The John von Neumann Theory prize is awarded annually to a scholar (or scholars in the case of joint work) who has made fundamental, sustained contributions to theory in operations research and the management sciences. The Prize is awarded for a body of work, typically published over a period of several years. The Prize typically reflects contributions that have stood the test of time and include significance, innovation, depth, and scientific excellence.
Nemhauser is now the third faculty member from ISyE to receive this prestigious honor. Ellis Johnson, Professor Emeritus in ISyE won the prize in 2000, and Arkadi Nemirovski, the John Hunter Chair in ISyE, won in 2003. Past winners include notable scholars such as John Nash, Harry Markowitz, and Robert Aumann.
Nemhauser, who received his Ph.D. in operations research from Northwestern University in 1961, joined the faculty of ISyE in 1985. He has served the Operations Research Society of America as council member, president, and editor of Operations Research, and he is past chair of the Mathematical Programming Society.
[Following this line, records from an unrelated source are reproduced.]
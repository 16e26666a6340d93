use super::quiz::QuizQuestion;
use crate::error::GameError;

const DUCK_QUESTIONS: [(&str, [&str; 4], &str); 4] = [
    (
        "What do ducks have on their feet?",
        ["Claws", "Webbed feet", "Hooves", "Scales"],
        "Webbed feet",
    ),
    (
        "What sound do ducks make?",
        ["Moo", "Quack", "Baa", "Woof"],
        "Quack",
    ),
    (
        "Where do most ducks like to live?",
        ["Deserts", "Lakes and rivers", "Mountains", "Caves"],
        "Lakes and rivers",
    ),
    (
        "What do ducks often eat?",
        ["Grass and insects", "Metal", "Plastic", "Rocks"],
        "Grass and insects",
    ),
];

/// The built-in duck quiz.
pub fn duck_questions() -> Result<Vec<QuizQuestion>, GameError> {
    DUCK_QUESTIONS
        .iter()
        .map(|(question, options, answer)| {
            QuizQuestion::new(
                *question,
                options.iter().map(|o| (*o).to_string()).collect(),
                *answer,
            )
        })
        .collect()
}
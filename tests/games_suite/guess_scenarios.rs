use mrquack::games::{GUESS_MAX, GUESS_MIN, GuessGame, GuessOutcome};
use rand::SeedableRng;
use rand::rngs::StdRng;

#[test]
fn secret_ten_guessed_on_third_try() {
    let mut game = GuessGame::with_secret(10, StdRng::seed_from_u64(2024)).unwrap();

    let responses: Vec<GuessOutcome> = [5, 15, 10]
        .into_iter()
        .map(|guess| game.submit(guess).unwrap())
        .collect();

    assert_eq!(
        responses,
        vec![
            GuessOutcome::TooLow,
            GuessOutcome::TooHigh,
            GuessOutcome::Correct {
                secret: 10,
                attempts: 3
            },
        ]
    );
    assert_eq!(responses[0].to_string(), "Too low! Try again.");
    assert_eq!(responses[1].to_string(), "Too high! Try again.");
    assert!(responses[2].to_string().contains("You guessed it in 3 attempts"));

    assert_eq!(game.attempts(), 0);
    assert!((GUESS_MIN..=GUESS_MAX).contains(&game.secret()));
}

#[test]
fn game_keeps_running_across_rounds() {
    let mut game = GuessGame::seeded(5);
    for _round in 0..10 {
        let secret = game.secret();
        // Binary search always finds the secret within five guesses.
        let (mut low, mut high) = (i64::from(GUESS_MIN), i64::from(GUESS_MAX));
        let mut guesses = 0;
        loop {
            let guess = (low + high) / 2;
            guesses += 1;
            match game.submit(guess).unwrap() {
                GuessOutcome::TooLow => low = guess + 1,
                GuessOutcome::TooHigh => high = guess - 1,
                GuessOutcome::Correct { secret: s, attempts } => {
                    assert_eq!(s, secret);
                    assert_eq!(attempts, guesses);
                    break;
                }
            }
        }
        assert!(guesses <= 5);
        assert_eq!(game.attempts(), 0);
    }
}
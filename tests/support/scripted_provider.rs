#![allow(dead_code)]

use std::collections::VecDeque;
use std::future::Future;
use std::pin::Pin;
use std::sync::{Arc, Mutex};

use mrquack::llm::Provider;

/// Replays canned replies in order and records every prompt it receives.
pub struct ScriptedProvider {
    replies: Mutex<VecDeque<Result<String, String>>>,
    prompts: Arc<Mutex<Vec<String>>>,
}

impl ScriptedProvider {
    pub fn new(replies: Vec<Result<&str, &str>>) -> (Self, Arc<Mutex<Vec<String>>>) {
        let prompts = Arc::new(Mutex::new(Vec::new()));
        let provider = Self {
            replies: Mutex::new(
                replies
                    .into_iter()
                    .map(|r| r.map(String::from).map_err(String::from))
                    .collect(),
            ),
            prompts: Arc::clone(&prompts),
        };
        (provider, prompts)
    }
}

impl Provider for ScriptedProvider {
    fn name(&self) -> &str {
        "scripted"
    }

    fn chat_with_system<'a>(
        &'a self,
        _system_prompt: Option<&'a str>,
        message: &'a str,
        _model: &'a str,
        _temperature: f64,
    ) -> Pin<Box<dyn Future<Output = anyhow::Result<String>> + Send + 'a>> {
        Box::pin(async move {
            self.prompts.lock().unwrap().push(message.to_string());
            let next = self.replies.lock().unwrap().pop_front();
            match next {
                Some(Ok(reply)) => Ok(reply),
                Some(Err(e)) => Err(anyhow::anyhow!(e)),
                None => Err(anyhow::anyhow!("script exhausted")),
            }
        })
    }
}
//! Per-session context handed to every screen.

use crate::chat::Transcript;
use crate::config::Config;
use crate::error::Result;
use crate::games::{GuessGame, QuizGame, QuizQuestion};
use crate::persona::SidebarSettings;

/// Everything one user's session owns. Nothing here outlives the process.
#[derive(Debug)]
pub struct Session {
    pub settings: SidebarSettings,
    pub transcript: Transcript,
    pub guess: GuessGame,
    pub quiz: QuizGame,
    guess_seed: Option<u64>,
}

impl Session {
    pub fn new(
        settings: SidebarSettings,
        questions: Vec<QuizQuestion>,
        guess_seed: Option<u64>,
    ) -> Result<Self> {
        Ok(Self {
            settings,
            transcript: Transcript::new(),
            guess: new_guess_game(guess_seed),
            quiz: QuizGame::new(questions)?,
            guess_seed,
        })
    }

    /// Session built from config defaults, with `settings` from the command line.
    pub fn from_config(config: &Config, settings: SidebarSettings) -> Result<Self> {
        let questions = config.load_questions()?;
        Self::new(settings, questions, config.games.guess_seed)
    }

    pub fn persona(&self) -> String {
        self.settings.persona()
    }

    /// Forget the conversation and start both games over. Settings are kept.
    pub fn reset(&mut self) {
        self.transcript.clear();
        self.guess = new_guess_game(self.guess_seed);
        self.quiz.restart();
        tracing::info!("Session reset");
    }
}

fn new_guess_game(seed: Option<u64>) -> GuessGame {
    seed.map_or_else(GuessGame::new, GuessGame::seeded)
}
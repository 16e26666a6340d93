use crate::games::{GUESS_MAX, GUESS_MIN, GuessOutcome};
use crate::session::Session;
use crate::ui::style as ui;
use anyhow::Result;
use dialoguer::Input;

pub fn run(session: &mut Session) -> Result<()> {
    println!();
    println!("  {}", ui::header("🎲 Guess the Number Game"));
    println!(
        "  I'm thinking of a number between {GUESS_MIN} and {GUESS_MAX}. Can you guess it?"
    );
    println!("  {}", ui::dim("Leave the guess blank to go back to the menu."));
    println!();

    loop {
        let input: String = Input::new()
            .with_prompt("Enter your guess")
            .allow_empty(true)
            .interact_text()?;

        let input = input.trim();
        if input.is_empty() {
            return Ok(());
        }

        let Ok(guess) = input.parse::<i64>() else {
            println!("  {}", ui::warning(format!("\"{input}\" is not a number.")));
            continue;
        };

        match session.guess.submit(guess) {
            Ok(outcome @ GuessOutcome::Correct { .. }) => {
                println!("  {}", ui::success(outcome));
            }
            Ok(outcome) => println!("  {}", ui::warning(outcome)),
            Err(e) => println!("  {}", ui::warning(e)),
        }
    }
}
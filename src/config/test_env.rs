use std::sync::{LazyLock, Mutex};

pub(super) static ENV_LOCK: LazyLock<Mutex<()>> = LazyLock::new(|| Mutex::new(()));

/// Every variable `apply_env_overrides` reads.
pub(super) const OVERRIDE_VARS: [&str; 5] = [
    "MRQUACK_API_KEY",
    "MRQUACK_MODEL",
    "MRQUACK_TEMPERATURE",
    "MRQUACK_TIMEOUT_SECS",
    "MRQUACK_LOG_LEVEL",
];

pub(super) struct EnvVarGuard {
    key: &'static str,
    previous: Option<String>,
}

impl EnvVarGuard {
    pub(super) fn set(key: &'static str, value: &str) -> Self {
        let previous = std::env::var(key).ok();
        // SAFETY: Test-only helper. All tests using EnvVarGuard acquire
        // ENV_LOCK first, serializing concurrent env-var access.
        unsafe {
            std::env::set_var(key, value);
        }
        Self { key, previous }
    }

    pub(super) fn unset(key: &'static str) -> Self {
        let previous = std::env::var(key).ok();
        // SAFETY: Test-only helper. ENV_LOCK serializes access;
        // the guard restores the original value on drop.
        unsafe {
            std::env::remove_var(key);
        }
        Self { key, previous }
    }
}

impl Drop for EnvVarGuard {
    fn drop(&mut self) {
        // SAFETY: Test-only restoration while ENV_LOCK is still held.
        unsafe {
            match &self.previous {
                Some(value) => std::env::set_var(self.key, value),
                None => std::env::remove_var(self.key),
            }
        }
    }
}
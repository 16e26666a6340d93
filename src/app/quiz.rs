use crate::games::{AnswerOutcome, QuizProgress};
use crate::session::Session;
use crate::ui::style as ui;
use anyhow::Result;
use dialoguer::{Confirm, Select};

const BACK: &str = "↩ Back to menu";

pub fn run(session: &mut Session) -> Result<()> {
    println!();
    println!("  {}", ui::header("🦆 Duck Quiz Game"));
    println!("  Test your duck knowledge with this fun quiz!");
    println!();

    loop {
        let quiz = &mut session.quiz;

        if quiz.is_finished() {
            let summary = QuizProgress::Finished {
                score: quiz.score(),
                total: quiz.total(),
            };
            println!("  {}", ui::success(summary));
            let again = Confirm::new()
                .with_prompt("Play again?")
                .default(true)
                .interact()?;
            if !again {
                return Ok(());
            }
            quiz.restart();
            continue;
        }

        let Some(question) = quiz.current_question().cloned() else {
            return Ok(());
        };
        println!(
            "  {}",
            ui::accent(format!("Question {} / {}", quiz.index() + 1, quiz.total()))
        );
        println!("  {}", question.question());

        if !quiz.is_answered() {
            let mut items: Vec<&str> = question.options().iter().map(String::as_str).collect();
            items.push(BACK);
            let pick = Select::new()
                .with_prompt("Choose an answer:")
                .items(&items)
                .default(0)
                .interact()?;
            let Some(choice) = question.options().get(pick) else {
                return Ok(());
            };

            match quiz.submit_answer(choice)? {
                AnswerOutcome::Correct => println!("  {}", ui::success(AnswerOutcome::Correct)),
                outcome @ AnswerOutcome::Incorrect { .. } => println!("  {}", ui::error(outcome)),
                AnswerOutcome::AlreadyAnswered => {}
            }
        }

        if let Some(choice) = quiz.choice() {
            println!("  {} {choice}", ui::dim("Your answer:"));
        }

        let go_on = Confirm::new()
            .with_prompt("Next?")
            .default(true)
            .interact()?;
        if !go_on {
            return Ok(());
        }
        quiz.next()?;
        println!();
    }
}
Nemhauser was the founding editor of Operations Research Letters, and founding co-editor of Handbooks of Operations Research and Management Science. His honors and awards include membership in the National Academy of Engineering, the Kimball Medal, the Lanchester Prize (twice awarded), Morse lecturer of INFORMS and the Khachiyan prize of INFORMS for lifetime achievements in optimization. His current research interests are in solving large-scale mixed-integer programming problems. He is actively working on several applications, including maritime inventory routing.